Filha de acadêmicos que atuavam em universidades, Grace sempre contou com o incentivo da família para seguir seus objetivos. Conquistou uma vaga em Medicina, mas logo descobriu que os primeiros passos na graduação seriam muito mais desafiadores do que imaginava.
“No primeiro ano, tive muita dificuldade em lidar com a quantidade enorme de informações que eu recebia. E acabei falhando em todos os exames no primeiro ano. Foi terrível. Mas acabou servindo como um grande alerta.”
“Passei o verão inteiro estudando em vez de aproveitar as férias, para refazer os exames. E essa experiência me fez ter certeza de que isso era o que mais queria fazer no mundo, medicina, mais do que qualquer outra coisa. E depois desse primeiro ano, não tive muitos obstáculos pelas frente.”
‘Alguém caiu em cima de mim’
A vida de Grace seguia em ritmo positivo: os estudos avançavam, ela começou um relacionamento e, durante o quarto ano da faculdade, passou dois meses estagiando em uma maternidade em Maidstone, no condado de Kent, sul da Inglaterra. Ao final do estágio, aproveitou a carona de uma amiga para viajar até Londres.
“Estávamos voltando para Londres porque naquela noite eu ia ensinar algumas crianças a fazer escalada. E minha amiga queria fazer compras. Então paramos num shopping center. Ela ia fazer compras e eu ia pegar o metrô ali.
Localizado no bairro de Stratford, o shopping Westfield é um dos maiores do Reino Unido. Inaugurado poucos meses antes dos Jogos Olímpicos de Londres, em 2012, o complexo fica ao lado do Parque Olímpico, na região leste da capital inglesa.
“É enorme. E é meio brilhante, brilhante e branco. Essa é a minha principal lembrança disso. Estacionamos e descemos as escadas rolantes. Olhamos um mapa do shopping, por alguns segundos e seguimos andando pelo átrio principal no térreo. Aí eu me despedi de minha amiga, que subiu pela escada rolante.”
“Eu continuei andando com minha bagagem, por alguns segundos. E depois disso, eu só me lembro de, de repente, acordar.”
“Foi a experiência mais surreal e bizarra. É difícil descrever e sensação de acordar quando você pensava que já estava acordada. Especialmente num lugar que nem o shopping center enorme e moderno que é Westfield. Eu olhava para cima e tudo que pude ver era esse tipo de luz branca brilhante, era como se eu estivesse num sonho ou no céu ou algo assim.”

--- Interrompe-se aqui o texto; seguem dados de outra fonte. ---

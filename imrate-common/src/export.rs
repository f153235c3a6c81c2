//! CSV export of the rating log
//!
//! Row per record, columns `Rater, Image, Overall_Rating, Shape_Rating,
//! Color_Rating, Label_Rating, Timestamp`. Export never mutates the log;
//! every invocation re-serializes the full accumulated log under a freshly
//! timestamped filename.

use chrono::{DateTime, Local};

use crate::rating::RatingRecord;
use crate::time;
use crate::{Error, Result};

/// A rendered export: derived filename plus CSV bytes
#[derive(Debug, Clone)]
pub struct CsvExport {
    pub filename: String,
    pub data: Vec<u8>,
}

/// Filename for an export taken at `timestamp`:
/// `ratings_<rater>_<YYYYMMDD_HHMMSS>.csv`
pub fn export_filename(rater: &str, timestamp: &DateTime<Local>) -> String {
    format!("ratings_{}_{}.csv", rater, time::file_timestamp(timestamp))
}

/// Serialize the full log, or None when there is nothing to export
pub fn export_csv(
    rater: &str,
    log: &[RatingRecord],
    timestamp: &DateTime<Local>,
) -> Result<Option<CsvExport>> {
    if log.is_empty() {
        return Ok(None);
    }

    let mut writer = csv::Writer::from_writer(Vec::new());
    for record in log {
        writer.serialize(record)?;
    }
    let data = writer
        .into_inner()
        .map_err(|err| Error::Internal(err.to_string()))?;

    Ok(Some(CsvExport {
        filename: export_filename(rater, timestamp),
        data,
    }))
}

#[cfg(test)]
mod tests {
    use super::*;
    use crate::rating::{AspectScores, Score};
    use chrono::TimeZone;

    fn fixed() -> DateTime<Local> {
        Local.with_ymd_and_hms(2025, 3, 1, 9, 5, 7).unwrap()
    }

    fn record(rater: &str, image: &str) -> RatingRecord {
        let scores = AspectScores {
            overall: Score::new(5).unwrap(),
            shape: Score::new(4).unwrap(),
            color: Score::new(3).unwrap(),
            label: Score::new(2).unwrap(),
        };
        RatingRecord::new(rater, image, scores, fixed())
    }

    #[test]
    fn test_empty_log_produces_no_artifact() {
        let export = export_csv("Alex", &[], &fixed()).unwrap();
        assert!(export.is_none());
    }

    #[test]
    fn test_export_filename_pattern() {
        assert_eq!(
            export_filename("Alex", &fixed()),
            "ratings_Alex_20250301_090507.csv"
        );
    }

    #[test]
    fn test_export_rows_and_headers() {
        let log = vec![record("Alex", "a.jpg"), record("Alex", "b.jpg")];
        let export = export_csv("Alex", &log, &fixed()).unwrap().unwrap();

        let text = String::from_utf8(export.data).unwrap();
        let mut lines = text.lines();
        assert_eq!(
            lines.next(),
            Some("Rater,Image,Overall_Rating,Shape_Rating,Color_Rating,Label_Rating,Timestamp")
        );
        assert_eq!(
            lines.next(),
            Some("Alex,a.jpg,5,4,3,2,2025-03-01 09:05:07")
        );
        assert_eq!(
            lines.next(),
            Some("Alex,b.jpg,5,4,3,2,2025-03-01 09:05:07")
        );
        assert_eq!(lines.next(), None);
    }

    #[test]
    fn test_export_quotes_free_text_rater() {
        let log = vec![record("Lee, Ann", "a.jpg")];
        let export = export_csv("Lee, Ann", &log, &fixed()).unwrap().unwrap();

        let text = String::from_utf8(export.data).unwrap();
        let row = text.lines().nth(1).unwrap();
        assert!(row.starts_with("\"Lee, Ann\","));
    }

    #[test]
    fn test_export_leaves_log_reusable() {
        let log = vec![record("Alex", "a.jpg")];
        let first = export_csv("Alex", &log, &fixed()).unwrap().unwrap();
        let second = export_csv("Alex", &log, &fixed()).unwrap().unwrap();
        assert_eq!(first.data, second.data);
    }
}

Enquanto caminhava pelo piso térreo do shopping, Grace foi atingida por um homem que se lançou de uma sacada no terceiro andar, cerca de 30 metros acima. Por um infeliz acaso, ela estava exatamente no ponto onde ele caiu.
“Apaguei por cerca de oito minutos. E quando acordei, meu primeiro pensamento foi que eu estava olhando para esse teto branco brilhante. E meu segundo pensamento foi: ‘Oh, meu Deus, eu não consigo sentir minhas pernas’.”
“Eu me lembro de gritar para alguns policiais e outras pessoas ali perto: ‘Não consigo sentir minhas pernas, não consigo sentir minhas pernas’. Eu estava desesperadamente tentando dizer a eles que algo estava errado, que algo estava realmente errado.”
“E nesse momento eu ainda não sabia o que tinha acontecido. Eu só pensava nessa falta de sensação nas pernas. Foi como se elas tivessem deixado de existir. Sabe quando você desconecta um cabo? Parece que eu tinha acabado de ser desconectada de metade do meu corpo.”
“Eu me lembro de estar deitada lá e dessas pessoas falando comigo. E elas dizendo que fui atingida ou algo assim. Me lembro de ter a sensação de que alguém estava perto de mim, deitado no chão. Havia outro grupo de pessoas conversando com outra pessoa no chão. E eu me lembro muito claramente de uma mulher dizendo à pessoa no chão ‘você caiu de uma grande altura’. Então eu acho que, logo no início, eu juntei as peças: alguém caiu em cima de mim”, conta Grace.